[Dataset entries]
Content starts
//! Application state management
//!
//! Contains shared state accessible across all handlers.

use crate::config::TribunalConfig;
use crate::error::AppError;
use crate::members::MemberStore;
use crate::tribunal::{
    AuditLog, ConsensusEngine, ConsensusPolicy, JsonFileRepository, MemoryRepository,
    ProposalRepository, ProposalStore, TracingNotifier,
};
use std::sync::Arc;
use tracing::info;

/// Application state shared across all handlers
pub struct AppState {
    /// Member registry, also the voting roster
    pub members: Arc<MemberStore>,

    /// Proposal records (has internal per-proposal locking)
    pub proposals: Arc<ProposalStore>,

    /// Vote processing
    pub consensus: ConsensusEngine,

    /// Lifecycle audit trail
    pub audit: Arc<AuditLog>,
}

impl AppState {
    /// Wire the stores and the engine from configuration
    pub async fn new(config: &TribunalConfig) -> Result<Self, AppError> {
        let repo: Arc<dyn ProposalRepository> = match &config.data_dir {
            Some(dir) => {
                info!("Persisting proposals under {}", dir.display());
                Arc::new(JsonFileRepository::open(dir).await?)
            }
            None => {
                info!("No TRIBUNAL_DATA_DIR set, proposals are kept in memory");
                Arc::new(MemoryRepository::new())
            }
        };
        Self::with_repository(repo, config).await
    }

    pub async fn with_repository(
        repo: Arc<dyn ProposalRepository>,
        config: &TribunalConfig,
    ) -> Result<Self, AppError> {
        let audit = Arc::new(AuditLog::new());
        let proposals = Arc::new(ProposalStore::load(repo, audit.clone()).await?);
        let members = Arc::new(MemberStore::new(config.reviewer_level));
        let consensus = ConsensusEngine::new(
            proposals.clone(),
            members.clone(),
            Arc::new(TracingNotifier),
            ConsensusPolicy {
                allow_self_vote: config.allow_self_vote,
            },
        );

        Ok(Self {
            members,
            proposals,
            consensus,
            audit,
        })
    }
}

/// Type alias for shared state
pub type SharedState = Arc<AppState>;
//! Response envelopes shared by every route

use serde::Serialize;

/// Generic success response
#[derive(Serialize)]
pub struct SuccessResponse<T: Serialize> {
    pub success: bool,
    pub message: String,
    #[serde(flatten)]
    pub data: Option<T>,
}

impl<T: Serialize> SuccessResponse<T> {
    pub fn with_data(message: impl Into<String>, data: T) -> Self {
        Self {
            success: true,
            message: message.into(),
            data: Some(data),
        }
    }
}

/// Message-only response (no data)
#[derive(Serialize)]
pub struct MessageResponse {
    pub success: bool,
    pub message: String,
}

impl MessageResponse {
    pub fn new(message: impl Into<String>) -> Self {
        Self {
            success: true,
            message: message.into(),
        }
    }
}
//! Member Routes
//!
//! Registration of callers and the current review roster.

use crate::error::{ApiResult, AppError};
use crate::identity::Identity;
use crate::members::Member;
use crate::models::{MessageResponse, SuccessResponse};
use crate::state::SharedState;
use axum::{
    extract::{Path, State},
    http::StatusCode,
    Json,
};
use serde::Serialize;
use uuid::Uuid;

#[derive(Debug, Serialize)]
#[serde(rename_all = "camelCase")]
pub struct MemberResponse {
    pub member: Member,
}

#[derive(Debug, Serialize)]
#[serde(rename_all = "camelCase")]
pub struct MemberListResponse {
    pub members: Vec<Member>,
}

#[derive(Debug, Serialize)]
#[serde(rename_all = "camelCase")]
pub struct RosterResponse {
    pub reviewer_level: u8,
    pub reviewers: Vec<Member>,
}

/// Register the calling identity, or refresh its name and level
pub async fn register_member(
    State(state): State<SharedState>,
    identity: Identity,
) -> ApiResult<(StatusCode, Json<SuccessResponse<MemberResponse>>)> {
    let member = state
        .members
        .upsert(identity.id, identity.name, identity.level)
        .await;

    Ok((
        StatusCode::CREATED,
        Json(SuccessResponse::with_data("Member registered", MemberResponse { member })),
    ))
}

pub async fn list_members(
    State(state): State<SharedState>,
) -> ApiResult<Json<SuccessResponse<MemberListResponse>>> {
    let members = state.members.list().await;
    Ok(Json(SuccessResponse::with_data(
        format!("Found {} members", members.len()),
        MemberListResponse { members },
    )))
}

pub async fn get_member(
    State(state): State<SharedState>,
    Path(id): Path<Uuid>,
) -> ApiResult<Json<SuccessResponse<MemberResponse>>> {
    let member = state
        .members
        .find_by_id(id)
        .await
        .ok_or_else(|| AppError::NotFound(format!("Member {} not found", id)))?;
    Ok(Json(SuccessResponse::with_data("Member retrieved", MemberResponse { member })))
}

/// Members currently eligible to vote
pub async fn get_roster(
    State(state): State<SharedState>,
) -> ApiResult<Json<SuccessResponse<RosterResponse>>> {
    let reviewers = state.members.reviewers().await;
    Ok(Json(SuccessResponse::with_data(
        format!("{} eligible reviewers", reviewers.len()),
        RosterResponse {
            reviewer_level: state.members.reviewer_level().value(),
            reviewers,
        },
    )))
}

/// Remove a member; allowed for the member themselves or a reviewer
pub async fn remove_member(
    State(state): State<SharedState>,
    Path(id): Path<Uuid>,
    identity: Identity,
) -> ApiResult<Json<MessageResponse>> {
    if identity.id != id && identity.level < state.members.reviewer_level() {
        return Err(AppError::Permission(
            "Only the member or a reviewer can remove a member".to_string(),
        ));
    }

    let member = state.members.remove(id).await?;
    Ok(Json(MessageResponse::new(format!("Member {} removed", member.name))))
}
Content ends
* **WORK INSTRUCTION**
Give every entry again, exactly as it reads.

* **REPLY**
//! Application state management
//!
//! Contains shared state accessible across all handlers.

use crate::config::TribunalConfig;
use crate::error::AppError;
use crate::members::MemberStore;
use crate::tribunal::{
    AuditLog, ConsensusEngine, ConsensusPolicy, JsonFileRepository, MemoryRepository,
    ProposalRepository, ProposalStore, TracingNotifier,
};
use std::sync::Arc;
use tracing::info;

/// Application state shared across all handlers
pub struct AppState {
    /// Member registry, also the voting roster
    pub members: Arc<MemberStore>,

    /// Proposal records (has internal per-proposal locking)
    pub proposals: Arc<ProposalStore>,

    /// Vote processing
    pub consensus: ConsensusEngine,

    /// Lifecycle audit trail
    pub audit: Arc<AuditLog>,
}

impl AppState {
    /// Wire the stores and the engine from configuration
    pub async fn new(config: &TribunalConfig) -> Result<Self, AppError> {
        let repo: Arc<dyn ProposalRepository> = match &config.data_dir {
            Some(dir) => {
                info!("Persisting proposals under {}", dir.display());
                Arc::new(JsonFileRepository::open(dir).await?)
            }
            None => {
                info!("No TRIBUNAL_DATA_DIR set, proposals are kept in memory");
                Arc::new(MemoryRepository::new())
            }
        };
        Self::with_repository(repo, config).await
    }

    pub async fn with_repository(
        repo: Arc<dyn ProposalRepository>,
        config: &TribunalConfig,
    ) -> Result<Self, AppError> {
        let audit = Arc::new(AuditLog::new());
        let proposals = Arc::new(ProposalStore::load(repo, audit.clone()).await?);
        let members = Arc::new(MemberStore::new(config.reviewer_level));
        let consensus = ConsensusEngine::new(
            proposals.clone(),
            members.clone(),
            Arc::new(TracingNotifier),
            ConsensusPolicy {
                allow_self_vote: config.allow_self_vote,
            },
        );

        Ok(Self {
            members,
            proposals,
            consensus,
            audit,
        })
    }
}

/// Type alias for shared state
pub type SharedState = Arc<AppState>;
//! Response envelopes shared by every route

use serde::Serialize;

/// Generic success response
#[derive(Serialize)]
pub struct SuccessResponse<T: Serialize> {
    pub success: bool,
    pub message: String,
    #[serde(flatten)]
    pub data: Option<T>,
}

impl<T: Serialize> SuccessResponse<T> {
    pub fn with_data(message: impl Into<String>, data: T) -> Self {
        Self {
            success: true,
            message: message.into(),
            data: Some(data),
        }
    }
}

/// Message-only response (no data)
#[derive(Serialize)]
pub struct MessageResponse {
    pub success: bool,
    pub message: String,
}

impl MessageResponse {
    pub fn new(message: impl Into<String>) -> Self {
        Self {
            success: true,
            message: message.into(),
        }
    }
}
//! Member Routes
//!
//! Registration of callers and the current review roster.

use crate::error::{ApiResult, AppError};
use crate::identity::Identity;
use crate::members::Member;
use crate::models::{MessageResponse, SuccessResponse};
use crate::state::SharedState;
use axum::{
    extract::{Path, State},
    http::StatusCode,
    Json,
};
use serde::Serialize;
use uuid::Uuid;

#[derive(Debug, Serialize)]
#[serde(rename_all = "camelCase")]
pub struct MemberResponse {
    pub member: Member,
}

#[derive(Debug, Serialize)]
#[serde(rename_all = "camelCase")]
pub struct MemberListResponse {
    pub members: Vec<Member>,
}

#[derive(Debug, Serialize)]
#[serde(rename_all = "camelCase")]
pub struct RosterResponse {
    pub reviewer_level: u8,
    pub reviewers: Vec<Member>,
}

/// Register the calling identity, or refresh its name and level
pub async fn register_member(
    State(state): State<SharedState>,
    identity: Identity,
) -> ApiResult<(StatusCode, Json<SuccessResponse<MemberResponse>>)> {
    let member = state
        .members
        .upsert(identity.id, identity.name, identity.level)
        .await;

    Ok((
        StatusCode::CREATED,
        Json(SuccessResponse::with_data("Member registered", MemberResponse { member })),
    ))
}

pub async fn list_members(
    State(state): State<SharedState>,
) -> ApiResult<Json<SuccessResponse<MemberListResponse>>> {
    let members = state.members.list().await;
    Ok(Json(SuccessResponse::with_data(
        format!("Found {} members", members.len()),
        MemberListResponse { members },
    )))
}

pub async fn get_member(
    State(state): State<SharedState>,
    Path(id): Path<Uuid>,
) -> ApiResult<Json<SuccessResponse<MemberResponse>>> {
    let member = state
        .members
        .find_by_id(id)
        .await
        .ok_or_else(|| AppError::NotFound(format!("Member {} not found", id)))?;
    Ok(Json(SuccessResponse::with_data("Member retrieved", MemberResponse { member })))
}

/// Members currently eligible to vote
pub async fn get_roster(
    State(state): State<SharedState>,
) -> ApiResult<Json<SuccessResponse<RosterResponse>>> {
    let reviewers = state.members.reviewers().await;
    Ok(Json(SuccessResponse::with_data(
        format!("{} eligible reviewers", reviewers.len()),
        RosterResponse {
            reviewer_level: state.members.reviewer_level().value(),
            reviewers,
        },
    )))
}

/// Remove a member; allowed for the member themselves or a reviewer
pub async fn remove_member(
    State(state): State<SharedState>,
    Path(id): Path<Uuid>,
    identity: Identity,
) -> ApiResult<Json<MessageResponse>> {
    if identity.id != id && identity.level < state.members.reviewer_level() {
        return Err(AppError::Permission(
            "Only the member or a reviewer can remove a member".to_string(),
        ));
    }

    let member = state.members.remove(id).await?;
    Ok(Json(MessageResponse::new(format!("Member {} removed", member.name))))
}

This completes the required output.